Force of Finance: Triumph of the Capital Markets

Force of Finance: Triumph of the Capital Markets

“The Force of Finance: Triumph of the Capital Markets” by Reuven Brenner, Stoddart Publishing Co. Limited, Toronto, 2002 and Texere Publishing London & New York, challenges unsupported conventional thinking in many areas including economics, finance, capital markets, prosperity, freedom and democracy.

“Prosperity is the consequence of one thing and one only: matching talent with capital, and holding both sides accountable,” as illustrated by the economic successes of 17th century Netherlands and the modern Asian Tigers. Brenner warns of the injury caused by public policies of confiscation and unproductive regulations, but reports, “for the moment, the U.S. alone has the fundamentals right.”

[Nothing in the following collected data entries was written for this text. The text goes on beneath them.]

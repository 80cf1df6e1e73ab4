//! Session states and the events delivered to the application.

use std::fmt;

use tokio::sync::mpsc;

use crate::descriptor::PairingDescriptor;
use crate::error::{ProtocolError, TransferError};
use crate::phrase::ComparisonPhrase;

#[derive(Clone, Copy, Debug, PartialEq, Eq, Hash, PartialOrd, Ord)]
pub struct SessionId(pub u64);

impl fmt::Display for SessionId {
    fn fmt(&self, f: &mut fmt::Formatter<'_>) -> fmt::Result {
        write!(f, "#{}", self.0)
    }
}

#[derive(Clone, Copy, Debug, PartialEq, Eq)]
pub enum Role {
    /// Listens and shows the descriptor.
    Server,
    /// Connects using a scanned descriptor or a typed host and port.
    Client,
}

#[derive(Clone, Copy, Debug, PartialEq, Eq)]
pub enum FailureReason {
    ConnectionLost,
    AuthenticationFailed,
    PhraseMismatch,
    ProtocolViolation,
}

#[derive(Clone, Copy, Debug, PartialEq, Eq)]
pub enum SessionState {
    Idle,
    Listening,
    Connecting,
    Established,
    AwaitingConfirmation,
    Transferring,
    Closed,
    Failed(FailureReason),
}

impl SessionState {
    pub fn is_terminal(&self) -> bool {
        matches!(self, SessionState::Closed | SessionState::Failed(_))
    }
}

#[derive(Clone, Copy, Debug, PartialEq, Eq)]
pub enum CloseReason {
    /// The one payload was sent or received.
    Completed,
    /// Closed by the local user.
    Cancelled,
    /// A newer session took the manager's slot.
    Replaced,
    Failed(FailureReason),
}

impl CloseReason {
    pub fn terminal_state(&self) -> SessionState {
        match self {
            CloseReason::Failed(reason) => SessionState::Failed(*reason),
            _ => SessionState::Closed,
        }
    }
}

impl From<&TransferError> for CloseReason {
    fn from(err: &TransferError) -> Self {
        match err {
            TransferError::Cancelled => CloseReason::Cancelled,
            TransferError::Network(_) | TransferError::Setup(_) => {
                CloseReason::Failed(FailureReason::ConnectionLost)
            }
            TransferError::Authentication => {
                CloseReason::Failed(FailureReason::AuthenticationFailed)
            }
            TransferError::Protocol(ProtocolError::PhraseMismatch) => {
                CloseReason::Failed(FailureReason::PhraseMismatch)
            }
            TransferError::Protocol(_) | TransferError::NoActiveSession => {
                CloseReason::Failed(FailureReason::ProtocolViolation)
            }
        }
    }
}

#[derive(Clone, Copy, Debug, PartialEq, Eq)]
pub enum TransferDirection {
    Sent,
    Received,
}

#[derive(Clone, Debug)]
pub enum SessionEvent {
    DescriptorReady {
        session: SessionId,
        descriptor: PairingDescriptor,
    },
    StateChanged {
        session: SessionId,
        state: SessionState,
    },
    PeerConnected {
        session: SessionId,
        peer: String,
    },
    PhraseReady {
        session: SessionId,
        phrase: ComparisonPhrase,
    },
    TransferComplete {
        session: SessionId,
        direction: TransferDirection,
        payload: Vec<u8>,
    },
    Closed {
        session: SessionId,
        reason: CloseReason,
    },
}

impl SessionEvent {
    pub fn session(&self) -> SessionId {
        match self {
            SessionEvent::DescriptorReady { session, .. }
            | SessionEvent::StateChanged { session, .. }
            | SessionEvent::PeerConnected { session, .. }
            | SessionEvent::PhraseReady { session, .. }
            | SessionEvent::TransferComplete { session, .. }
            | SessionEvent::Closed { session, .. } => *session,
        }
    }

    pub fn dispatch(&self, observer: &dyn TransferObserver) {
        match self {
            SessionEvent::DescriptorReady {
                session,
                descriptor,
            } => observer.on_descriptor_ready(*session, descriptor),
            SessionEvent::StateChanged { session, state } => {
                observer.on_state_changed(*session, *state)
            }
            SessionEvent::PeerConnected { session, peer } => {
                observer.on_peer_connected(*session, peer)
            }
            SessionEvent::PhraseReady { session, phrase } => {
                observer.on_phrase_ready(*session, phrase)
            }
            SessionEvent::TransferComplete {
                session,
                direction,
                payload,
            } => observer.on_transfer_complete(*session, *direction, payload),
            SessionEvent::Closed { session, reason } => observer.on_closed(*session, *reason),
        }
    }
}

/// Receives session events, serially, on the manager's dispatcher task.
///
/// Callbacks may call back into the `SessionManager` (including `close`).
pub trait TransferObserver: Send + Sync + 'static {
    fn on_descriptor_ready(&self, session: SessionId, descriptor: &PairingDescriptor);
    fn on_peer_connected(&self, session: SessionId, peer: &str);
    fn on_phrase_ready(&self, session: SessionId, phrase: &ComparisonPhrase);
    fn on_transfer_complete(&self, session: SessionId, direction: TransferDirection, payload: &[u8]);
    fn on_closed(&self, session: SessionId, reason: CloseReason);

    fn on_state_changed(&self, _session: SessionId, _state: SessionState) {}
}

/// Observer that forwards every event into an mpsc channel.
pub struct ChannelObserver {
    tx: mpsc::UnboundedSender<SessionEvent>,
}

impl ChannelObserver {
    pub fn new() -> (Self, mpsc::UnboundedReceiver<SessionEvent>) {
        let (tx, rx) = mpsc::unbounded_channel();
        (Self { tx }, rx)
    }

    fn forward(&self, event: SessionEvent) {
        // The receiver going away just means nobody is listening anymore.
        let _ = self.tx.send(event);
    }
}

impl TransferObserver for ChannelObserver {
    fn on_descriptor_ready(&self, session: SessionId, descriptor: &PairingDescriptor) {
        self.forward(SessionEvent::DescriptorReady {
            session,
            descriptor: descriptor.clone(),
        });
    }

    fn on_peer_connected(&self, session: SessionId, peer: &str) {
        self.forward(SessionEvent::PeerConnected {
            session,
            peer: peer.to_string(),
        });
    }

    fn on_phrase_ready(&self, session: SessionId, phrase: &ComparisonPhrase) {
        self.forward(SessionEvent::PhraseReady {
            session,
            phrase: phrase.clone(),
        });
    }

    fn on_transfer_complete(&self, session: SessionId, direction: TransferDirection, payload: &[u8]) {
        self.forward(SessionEvent::TransferComplete {
            session,
            direction,
            payload: payload.to_vec(),
        });
    }

    fn on_closed(&self, session: SessionId, reason: CloseReason) {
        self.forward(SessionEvent::Closed { session, reason });
    }

    fn on_state_changed(&self, session: SessionId, state: SessionState) {
        self.forward(SessionEvent::StateChanged { session, state });
    }
}

#[cfg(test)]
mod tests {
    use super::*;
    use crate::error::NetworkError;

    #[test]
    fn errors_map_to_close_reasons() {
        assert_eq!(
            CloseReason::from(&TransferError::Cancelled),
            CloseReason::Cancelled
        );
        assert_eq!(
            CloseReason::from(&TransferError::Network(NetworkError::EndOfStream)),
            CloseReason::Failed(FailureReason::ConnectionLost)
        );
        assert_eq!(
            CloseReason::from(&TransferError::Authentication),
            CloseReason::Failed(FailureReason::AuthenticationFailed)
        );
        assert_eq!(
            CloseReason::from(&TransferError::Protocol(ProtocolError::PhraseMismatch)),
            CloseReason::Failed(FailureReason::PhraseMismatch)
        );
        assert_eq!(
            CloseReason::Replaced.terminal_state(),
            SessionState::Closed
        );
    }

    #[test]
    fn dispatch_reaches_the_matching_callback() {
        let (observer, mut rx) = ChannelObserver::new();
        let event = SessionEvent::Closed {
            session: SessionId(7),
            reason: CloseReason::Completed,
        };
        event.dispatch(&observer);
        match rx.try_recv().unwrap() {
            SessionEvent::Closed { session, reason } => {
                assert_eq!(session, SessionId(7));
                assert_eq!(reason, CloseReason::Completed);
            }
            other => panic!("unexpected event {other:?}"),
        }
    }
}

Chapter 2 considers the relationship between capital markets and democracy and elaborates extensively about the 1997 observations of Arthur Schlesinger, Jr., “democracy requires capitalism, but capitalism does not require democracy.” More simply stated capitalism thrives where democracy cannot. The legal recognition of private property, open capital markets and dispersion of political power augment both democracy and capitalism. More than any other single factor, “low taxes” bring “economic miracles.”

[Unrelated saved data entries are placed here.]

/// Responder handshake. The listener's key is bound before the peer arrives.
pub async fn responder_handshake<T>(
    psk: &PresharedKey,
    accept_unkeyed: bool,
    transport: &mut T,
) -> Result<SessionKeys, TransferError>
where
    T: AsyncRead + AsyncWrite + Unpin + Send,
{
    let hello = read_lp(transport, MAX_HANDSHAKE_MESSAGE).await?;
    if hello.len() != HELLO_LEN {
        return Err(ProtocolError::Decode("handshake hello has wrong length".into()).into());
    }
    if hello[0] != PROTOCOL_VERSION {
        return Err(ProtocolError::UnsupportedVersion(hello[0]).into());
    }
    let mode = PairingMode::from_byte(hello[1])?;
    if mode == PairingMode::Unkeyed && !accept_unkeyed {
        tracing::warn!("Rejecting unkeyed pairing attempt");
        return Err(TransferError::Authentication);
    }
    let x_i: [u8; PUBKEY_LEN] = split_array(&hello, 2);
    let nonce_i: [u8; NONCE_LEN] = split_array(&hello, 2 + PUBKEY_LEN);

    let x_secret = EphemeralSecret::random_from_rng(OsRng);
    let x_pub = X25519Public::from(&x_secret);
    let mut nonce_r = [0u8; NONCE_LEN];
    OsRng.fill_bytes(&mut nonce_r);

    let shared = x_secret.diffie_hellman(&X25519Public::from(x_i));
    if !shared.was_contributory() {
        return Err(TransferError::Authentication);
    }

    let transcript = transcript(mode, &x_i, &nonce_i, x_pub.as_bytes(), &nonce_r);
    let salt = match mode {
        PairingMode::Keyed => Some(psk),
        PairingMode::Unkeyed => None,
    };
    let keys = derive_keys(shared.as_bytes(), salt, &transcript)?;

    let tag_r = confirmation_mac(&keys.confirm, HandshakeRole::Responder)?
        .finalize()
        .into_bytes();
    let mut reply = Vec::with_capacity(REPLY_LEN);
    reply.extend_from_slice(x_pub.as_bytes());
    reply.extend_from_slice(&nonce_r);
    reply.extend_from_slice(&tag_r);
    write_lp(transport, &reply).await?;

    let tag_i = read_lp(transport, MAX_HANDSHAKE_MESSAGE).await?;
    if confirmation_mac(&keys.confirm, HandshakeRole::Initiator)?
        .verify_slice(&tag_i)
        .is_err()
    {
        tracing::warn!("Initiator failed key confirmation");
        return Err(TransferError::Authentication);
    }

    Ok(SessionKeys {
        aead: XChaCha20Poly1305::new(&keys.session.into()),
        role: HandshakeRole::Responder,
        mode,
        phrase_material: keys.phrase,
    })
}

//
// Helper encrypted frame IO for SessionKeys
//
impl SessionKeys {
    /// Send a length-prefixed encrypted frame. Nonce scheme: 24-byte random XNonce per-frame.
    /// Frames the peer would reject as larger than `max_len` are refused before
    /// anything is written.
    pub async fn send_encrypted_frame<T: AsyncWrite + Unpin + Send>(
        &self,
        transport: &mut T,
        plaintext: &[u8],
        max_len: usize,
    ) -> Result<(), TransferError> {
        let sealed = sealed_len(plaintext.len());
        if sealed > max_len {
            return Err(ProtocolError::FrameTooLarge(sealed).into());
        }

        let mut nonce_bytes = [0u8; XNONCE_LEN];
        OsRng.fill_bytes(&mut nonce_bytes);
        let nonce = XNonce::from(nonce_bytes);

        let mut buf = plaintext.to_vec();
        self.aead
            .encrypt_in_place(&nonce, self.outgoing_aad(), &mut buf)
            .map_err(|_| ProtocolError::Decode("aead encrypt failed".into()))?;

        // Frame = nonce || ciphertext
        let mut frame = Vec::with_capacity(XNONCE_LEN + buf.len());
        frame.extend_from_slice(&nonce_bytes);
        frame.extend_from_slice(&buf);

        write_lp(transport, &frame).await?;
        Ok(())
    }

    /// Read an encrypted frame and return plaintext.
    pub async fn read_encrypted_frame<T: AsyncRead + Unpin + Send>(
        &self,
        transport: &mut T,
        max_len: usize,
    ) -> Result<Vec<u8>, TransferError> {
        let frame = read_lp(transport, max_len).await?;
        if frame.len() < XNONCE_LEN {
            return Err(ProtocolError::Decode("frame too small".into()).into());
        }

        let nonce = XNonce::from_slice(&frame[..XNONCE_LEN]);
        let mut cipher = frame[XNONCE_LEN..].to_vec();
        self.aead
            .decrypt_in_place(nonce, self.incoming_aad(), &mut cipher)
            .map_err(|_| ProtocolError::Decode("aead decrypt failed".into()))?;

        Ok(cipher)
    }
}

Brenner calls macroeconomics the “twentieth-century pseudo-science” because it is built on the false Keynsian view that governments can or should manipulate economic outcomes.

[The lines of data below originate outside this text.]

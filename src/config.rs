// Licensed under the Apache License, Version 2.0 <LICENSE-APACHE or
// http://www.apache.org/licenses/LICENSE-2.0> or the MIT license
// <LICENSE-MIT or http://opensource.org/licenses/MIT>, at your
// option. This file may not be copied, modified, or distributed
// except according to those terms.

//! Configuration management for the analysis engine

pub mod engine_config;

use anyhow::{Context, Result};
use std::fs;
use std::path::{Path, PathBuf};
use tracing::debug;

use crate::logging::AppLogger;

pub use engine_config::{
    CadenceConfig, ConfigError, EfficiencyThresholds, EngineConfig, OvertrainingConfig,
    StabilityThresholds, TrendConfig, ZoneThresholds,
};

/// Config file looked up in the working directory
pub const LOCAL_CONFIG_FILE: &str = "stride_insights.toml";

fn user_config_path() -> Option<PathBuf> {
    dirs::config_dir().map(|p| p.join("stride-insights/engine.toml"))
}

impl EngineConfig {
    /// Load engine configuration from file or use defaults
    ///
    /// Lookup order: explicit path, `stride_insights.toml` in the working
    /// directory, the user config directory, then built-in defaults.
    pub fn load(path: Option<String>) -> Result<Self> {
        if let Some(config_path) = path {
            return Self::load_from_file(&config_path);
        }

        if Path::new(LOCAL_CONFIG_FILE).exists() {
            return Self::load_from_file(LOCAL_CONFIG_FILE);
        }

        if let Some(user_path) = user_config_path().filter(|p| p.exists()) {
            return Self::load_from_file(&user_path.to_string_lossy());
        }

        debug!("No engine config file found, using defaults");
        Ok(Self::default())
    }

    /// Load configuration from a specific file
    pub fn load_from_file(path: &str) -> Result<Self> {
        let content = fs::read_to_string(path)
            .with_context(|| format!("Failed to read engine config file: {}", path))?;

        let config: EngineConfig = toml::from_str(&content)
            .with_context(|| format!("Failed to parse engine config file: {}", path))?;

        config
            .validate()
            .with_context(|| format!("Invalid engine config file: {}", path))?;

        AppLogger::log_config_loaded(path);
        Ok(config)
    }

    /// Write the configuration as pretty TOML
    pub fn save(&self, path: Option<String>) -> Result<()> {
        let config_path = match path {
            Some(p) => PathBuf::from(p),
            None => user_config_path().unwrap_or_else(|| LOCAL_CONFIG_FILE.into()),
        };

        if let Some(parent) = config_path.parent().filter(|p| !p.as_os_str().is_empty()) {
            fs::create_dir_all(parent)
                .with_context(|| format!("Failed to create config directory: {}", parent.display()))?;
        }

        let content = toml::to_string_pretty(self)?;
        fs::write(&config_path, content)
            .with_context(|| format!("Failed to write engine config: {}", config_path.display()))?;

        Ok(())
    }
}

#[cfg(test)]
mod tests {
    use super::*;
    use tempfile::TempDir;

    /// Helper function to create a temporary config file
    fn create_temp_config_file(content: &str) -> (TempDir, String) {
        let temp_dir = TempDir::new().expect("Failed to create temp dir");
        let config_path = temp_dir.path().join("engine.toml");
        fs::write(&config_path, content).expect("Failed to write temp config");
        (temp_dir, config_path.to_string_lossy().to_string())
    }

    #[test]
    fn test_load_explicit_path() {
        let (_dir, path) = create_temp_config_file(
            r#"
[efficiency]
trend_epsilon = 0.002

[trends]
recovery_bucket_edges = [1.5, 2.5, 3.5, 6.0]
"#,
        );

        let config = EngineConfig::load(Some(path)).unwrap();
        assert_eq!(config.efficiency.trend_epsilon, 0.002);
        assert_eq!(config.trends.recovery_bucket_edges, [1.5, 2.5, 3.5, 6.0]);
        assert_eq!(config.stability, StabilityThresholds::default());
    }

    #[test]
    fn test_load_missing_file_fails() {
        let result = EngineConfig::load_from_file("/nonexistent/stride_insights.toml");
        assert!(result.is_err());
    }

    #[test]
    fn test_load_rejects_invalid_thresholds() {
        let (_dir, path) = create_temp_config_file(
            r#"
[stability]
stable_cv_max = 30.0
unstable_cv_min = 10.0
"#,
        );

        let err = EngineConfig::load_from_file(&path).unwrap_err();
        assert!(err.to_string().contains("Invalid engine config file"));
    }

    #[test]
    fn test_save_and_reload() {
        let temp_dir = TempDir::new().unwrap();
        let path = temp_dir.path().join("nested/engine.toml");
        let path_str = path.to_string_lossy().to_string();

        let mut config = EngineConfig::default();
        config.overtraining.volume_spike_ratio = 1.5;
        config.save(Some(path_str.clone())).unwrap();

        let reloaded = EngineConfig::load_from_file(&path_str).unwrap();
        assert_eq!(reloaded, config);
    }
}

In Chapter 4 Brenner points out that “voting rights were not much of an obstacle to governments intent on doing harm.” Thus, Brenner reasons that democracy and capitalism are safer when politicians possess less, rather than more, power: “referenda significantly diminish the power of politicians and bureaucrats.” Experimentation with political change and tools of citizen involvement was truncated and stalled by the Great Wars, the Depression, and the Cold War; but now the time is ripe for renewed interest in reforms, which should be cause for optimism.

Chapter 7, titled “Extracting Sunbeams out of Cucumbers,” explores how “ideas that have no foundation gain scientific status.” For decades economists have used the lighthouse analogy to advocate government intrusion. If government did not provide lighthouses, then there would be none. However, private-sector lighthouses existed for centuries. How could so many great minds get this fact wrong? Ronald Coarse published the historical correction in 1974, but the false analogy continues to appear in new textbooks. Students “arrive at the intended but utterly misleading conclusion. The frequently repeated idea thus passes for fact.” “Students are not being taught science; instead, they are being taught obscure linguistic exercises masquerading as science.” “Matching ideas to real-world events is the meaning of being scientific. It is unscientific to either ignore or reject discovered patterns.” The non-science of the social sciences and humanities hide in a maze of obscure rhetoric designed to bar critical review by outsiders and to ridicule innovators as lacking understanding. “Aesop was right: Obscurity often brings safety.” It is the conformist who survives. “Followers are taught to be blind.” Chinese inventiveness ceased when state power increased; it always does.

That so many politicians and economist were attracted to Keynesian views is simply evidence that people respond to incentives. The opportunity for bigger and more intrusive government benefited both groups irrespective of whether the ideas had merit.

“Precedents are incorporated into behavior and institutions, and often outlive the circumstances that created them.” “Prosperity requires people to abandon old industries and old ways of doing things, and bet on new ones and new ways.”

“Backward-looking societies stay poor.” “Stable currency does not guarantee prosperity” … but “it is a necessary part.” “Out-of-the way Iceland, Australia, and New Zealand are all prosperous and technologically up to date. They are not close to either big markets or principal sea routes. … they have open capital markets.”

“In the absence of democratized capital markets, “freedom” is an empty word.” “With open markets the poor can move up.” “Limiting access to capital markets is the means by which groups can stay in power.” “Indeed, the democratization of financial markets and the adoption of the institutions of direct democracy are, the keys to lasting prosperity.”

“The United States has its share of bad laws, outdated regulations, complex taxes, and controls inherited from the past, many of these are still unquestioned.”

“… as a condition of receiving Western capital, countries should open up their financial markets.” Brenner predicts, “If Putin carries out his promise to impose a 13 % flat tax … Russia will soon prosper, attracting critical masses of talent and capital, reducing corruption, and leapfrogging over many other countries.”

In short “The Force of Finance” offers a comprehensive vision for freedom not yet appreciated by many leaders. All peoples will benefit when economic and political freedoms are enlarged. The key is the opening of and access to financial markets and the dispersion of political power, which tends more to interfere with, rather than facilitate, open financial markets. The sooner people gain the courage to confront and change archaic regulatory and political institutions the sooner people will benefit from increased wealth and freedom.

“The Force of Finance” is recommended reading for those interested in deeper understanding of the interdependency of economic and democratic freedoms.